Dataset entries
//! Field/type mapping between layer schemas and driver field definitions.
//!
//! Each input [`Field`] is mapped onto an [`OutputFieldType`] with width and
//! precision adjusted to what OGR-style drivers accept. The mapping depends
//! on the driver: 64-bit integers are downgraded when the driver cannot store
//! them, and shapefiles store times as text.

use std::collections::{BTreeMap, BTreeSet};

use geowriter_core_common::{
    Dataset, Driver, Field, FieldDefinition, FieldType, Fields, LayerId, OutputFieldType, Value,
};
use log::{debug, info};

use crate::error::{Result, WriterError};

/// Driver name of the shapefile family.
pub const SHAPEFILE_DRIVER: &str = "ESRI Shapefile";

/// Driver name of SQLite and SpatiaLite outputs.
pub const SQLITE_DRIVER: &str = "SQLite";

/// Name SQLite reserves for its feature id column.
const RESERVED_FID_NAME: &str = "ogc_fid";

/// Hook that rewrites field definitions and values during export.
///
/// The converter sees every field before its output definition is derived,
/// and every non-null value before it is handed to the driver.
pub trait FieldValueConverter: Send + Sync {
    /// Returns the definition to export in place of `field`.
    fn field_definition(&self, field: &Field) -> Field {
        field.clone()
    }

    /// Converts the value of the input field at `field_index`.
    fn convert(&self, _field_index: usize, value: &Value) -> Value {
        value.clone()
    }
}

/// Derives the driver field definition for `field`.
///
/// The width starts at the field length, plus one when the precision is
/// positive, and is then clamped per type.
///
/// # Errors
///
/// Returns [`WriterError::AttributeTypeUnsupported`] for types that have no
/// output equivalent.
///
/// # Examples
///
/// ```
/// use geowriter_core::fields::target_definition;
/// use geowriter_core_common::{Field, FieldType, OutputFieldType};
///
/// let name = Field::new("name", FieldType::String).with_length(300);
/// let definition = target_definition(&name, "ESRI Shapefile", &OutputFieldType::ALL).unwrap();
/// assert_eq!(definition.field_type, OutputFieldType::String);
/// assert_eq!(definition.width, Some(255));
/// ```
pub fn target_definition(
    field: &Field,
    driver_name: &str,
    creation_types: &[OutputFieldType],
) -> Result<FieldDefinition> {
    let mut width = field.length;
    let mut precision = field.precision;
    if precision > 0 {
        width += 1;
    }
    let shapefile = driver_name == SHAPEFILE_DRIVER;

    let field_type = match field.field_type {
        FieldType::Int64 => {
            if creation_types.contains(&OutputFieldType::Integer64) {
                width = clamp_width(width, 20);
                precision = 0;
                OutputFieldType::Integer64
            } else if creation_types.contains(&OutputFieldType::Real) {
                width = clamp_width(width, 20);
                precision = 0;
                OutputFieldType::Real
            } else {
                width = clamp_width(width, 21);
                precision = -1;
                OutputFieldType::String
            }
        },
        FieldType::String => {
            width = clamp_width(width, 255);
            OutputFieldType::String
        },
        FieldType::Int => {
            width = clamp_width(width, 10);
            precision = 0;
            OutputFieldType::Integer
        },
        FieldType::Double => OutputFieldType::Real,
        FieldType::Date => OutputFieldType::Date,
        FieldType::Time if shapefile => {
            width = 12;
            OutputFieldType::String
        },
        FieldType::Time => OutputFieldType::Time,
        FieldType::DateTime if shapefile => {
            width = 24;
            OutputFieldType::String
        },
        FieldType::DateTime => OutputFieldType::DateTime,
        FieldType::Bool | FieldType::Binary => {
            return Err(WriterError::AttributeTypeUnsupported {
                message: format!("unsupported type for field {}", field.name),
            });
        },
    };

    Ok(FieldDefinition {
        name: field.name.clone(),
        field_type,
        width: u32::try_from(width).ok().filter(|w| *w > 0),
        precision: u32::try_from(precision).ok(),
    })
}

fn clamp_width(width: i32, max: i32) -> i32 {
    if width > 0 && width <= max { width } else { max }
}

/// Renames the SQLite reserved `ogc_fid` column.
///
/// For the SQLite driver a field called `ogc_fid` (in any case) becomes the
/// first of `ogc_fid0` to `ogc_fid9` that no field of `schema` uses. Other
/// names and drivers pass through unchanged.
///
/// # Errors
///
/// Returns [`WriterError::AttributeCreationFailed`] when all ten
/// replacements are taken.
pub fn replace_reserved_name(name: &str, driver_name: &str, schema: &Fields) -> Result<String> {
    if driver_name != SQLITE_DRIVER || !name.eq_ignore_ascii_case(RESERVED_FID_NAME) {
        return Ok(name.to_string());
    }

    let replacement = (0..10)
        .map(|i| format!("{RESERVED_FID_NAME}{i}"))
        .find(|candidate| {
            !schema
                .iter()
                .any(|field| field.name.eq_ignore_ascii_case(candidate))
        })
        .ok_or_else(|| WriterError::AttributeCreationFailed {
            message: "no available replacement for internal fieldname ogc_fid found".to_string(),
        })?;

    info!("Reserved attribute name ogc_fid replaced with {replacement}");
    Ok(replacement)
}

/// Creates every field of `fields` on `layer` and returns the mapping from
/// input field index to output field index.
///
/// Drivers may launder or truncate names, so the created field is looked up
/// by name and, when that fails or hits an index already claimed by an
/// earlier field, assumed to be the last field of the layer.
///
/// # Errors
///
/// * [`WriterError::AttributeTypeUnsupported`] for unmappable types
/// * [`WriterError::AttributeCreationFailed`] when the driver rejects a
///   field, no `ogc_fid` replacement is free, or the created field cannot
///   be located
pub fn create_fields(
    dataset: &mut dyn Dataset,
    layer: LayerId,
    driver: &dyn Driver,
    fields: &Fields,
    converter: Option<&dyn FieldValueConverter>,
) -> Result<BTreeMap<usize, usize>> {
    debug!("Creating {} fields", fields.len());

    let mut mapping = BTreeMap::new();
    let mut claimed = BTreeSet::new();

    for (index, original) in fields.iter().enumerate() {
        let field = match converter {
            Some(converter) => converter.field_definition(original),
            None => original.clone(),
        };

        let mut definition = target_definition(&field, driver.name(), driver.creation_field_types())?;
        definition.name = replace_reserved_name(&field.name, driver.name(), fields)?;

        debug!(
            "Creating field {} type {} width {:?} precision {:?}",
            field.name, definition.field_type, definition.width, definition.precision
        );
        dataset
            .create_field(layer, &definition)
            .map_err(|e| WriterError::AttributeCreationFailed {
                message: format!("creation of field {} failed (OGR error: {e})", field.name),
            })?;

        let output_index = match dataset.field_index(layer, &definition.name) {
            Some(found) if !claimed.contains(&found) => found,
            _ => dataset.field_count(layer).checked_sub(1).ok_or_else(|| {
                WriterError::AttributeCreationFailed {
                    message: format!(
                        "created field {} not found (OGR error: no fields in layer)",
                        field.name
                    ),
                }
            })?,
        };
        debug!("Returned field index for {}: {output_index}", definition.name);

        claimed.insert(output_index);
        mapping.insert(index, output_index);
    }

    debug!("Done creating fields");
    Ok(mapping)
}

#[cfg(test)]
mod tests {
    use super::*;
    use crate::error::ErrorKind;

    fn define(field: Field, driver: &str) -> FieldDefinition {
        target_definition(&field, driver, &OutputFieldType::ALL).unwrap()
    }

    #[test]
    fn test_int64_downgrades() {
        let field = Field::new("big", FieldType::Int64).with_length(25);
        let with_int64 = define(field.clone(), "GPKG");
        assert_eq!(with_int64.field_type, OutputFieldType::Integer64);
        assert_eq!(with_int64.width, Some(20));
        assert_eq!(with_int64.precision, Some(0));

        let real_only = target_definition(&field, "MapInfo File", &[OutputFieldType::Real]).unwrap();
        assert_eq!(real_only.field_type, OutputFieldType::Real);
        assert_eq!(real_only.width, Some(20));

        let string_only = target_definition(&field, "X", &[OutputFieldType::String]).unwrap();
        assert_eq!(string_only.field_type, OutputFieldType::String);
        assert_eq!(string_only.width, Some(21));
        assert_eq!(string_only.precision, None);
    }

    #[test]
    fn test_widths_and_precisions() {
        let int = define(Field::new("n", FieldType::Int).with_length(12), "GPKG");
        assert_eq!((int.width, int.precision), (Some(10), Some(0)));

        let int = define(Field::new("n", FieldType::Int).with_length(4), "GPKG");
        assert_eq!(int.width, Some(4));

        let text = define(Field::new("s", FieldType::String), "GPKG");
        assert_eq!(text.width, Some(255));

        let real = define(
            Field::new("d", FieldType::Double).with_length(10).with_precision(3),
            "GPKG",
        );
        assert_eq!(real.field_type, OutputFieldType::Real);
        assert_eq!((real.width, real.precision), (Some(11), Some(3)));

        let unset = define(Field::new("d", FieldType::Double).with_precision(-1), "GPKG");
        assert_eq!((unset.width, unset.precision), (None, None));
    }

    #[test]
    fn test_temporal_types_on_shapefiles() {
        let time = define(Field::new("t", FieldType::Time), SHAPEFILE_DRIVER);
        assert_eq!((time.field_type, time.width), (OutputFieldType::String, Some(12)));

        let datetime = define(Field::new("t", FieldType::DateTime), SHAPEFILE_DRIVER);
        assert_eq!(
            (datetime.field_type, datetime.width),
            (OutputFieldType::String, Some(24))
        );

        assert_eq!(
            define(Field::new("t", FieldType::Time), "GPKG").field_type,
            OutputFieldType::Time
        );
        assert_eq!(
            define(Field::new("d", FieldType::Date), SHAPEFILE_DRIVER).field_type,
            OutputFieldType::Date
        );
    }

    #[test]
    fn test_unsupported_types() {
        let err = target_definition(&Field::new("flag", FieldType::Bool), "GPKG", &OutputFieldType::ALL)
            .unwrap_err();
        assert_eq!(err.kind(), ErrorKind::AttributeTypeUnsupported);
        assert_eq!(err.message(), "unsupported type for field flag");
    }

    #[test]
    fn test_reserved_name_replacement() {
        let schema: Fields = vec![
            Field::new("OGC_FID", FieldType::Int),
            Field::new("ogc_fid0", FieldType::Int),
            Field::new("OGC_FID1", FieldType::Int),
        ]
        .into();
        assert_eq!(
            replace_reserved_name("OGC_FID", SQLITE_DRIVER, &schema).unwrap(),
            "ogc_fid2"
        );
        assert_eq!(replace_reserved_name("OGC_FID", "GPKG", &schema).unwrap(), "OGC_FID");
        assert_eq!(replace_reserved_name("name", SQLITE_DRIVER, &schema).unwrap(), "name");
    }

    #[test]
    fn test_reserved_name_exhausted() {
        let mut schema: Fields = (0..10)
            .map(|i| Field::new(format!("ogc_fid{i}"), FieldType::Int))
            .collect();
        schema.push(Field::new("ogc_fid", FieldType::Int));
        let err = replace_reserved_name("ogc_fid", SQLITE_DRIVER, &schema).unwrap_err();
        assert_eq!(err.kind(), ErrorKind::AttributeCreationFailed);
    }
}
--
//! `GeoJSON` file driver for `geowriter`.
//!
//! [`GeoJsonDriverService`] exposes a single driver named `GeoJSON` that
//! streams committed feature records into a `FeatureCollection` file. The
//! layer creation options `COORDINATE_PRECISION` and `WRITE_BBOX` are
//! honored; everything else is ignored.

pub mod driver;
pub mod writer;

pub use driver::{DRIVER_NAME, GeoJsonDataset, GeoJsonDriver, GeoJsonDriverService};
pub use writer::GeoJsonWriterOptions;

■ WORK INSTRUCTION ■
Go through the entries and return each line where the word "candidate" appears.

■ RESPONSE TO THE EXERCISE ■
        .find(|candidate| {
                .any(|field| field.name.eq_ignore_ascii_case(candidate))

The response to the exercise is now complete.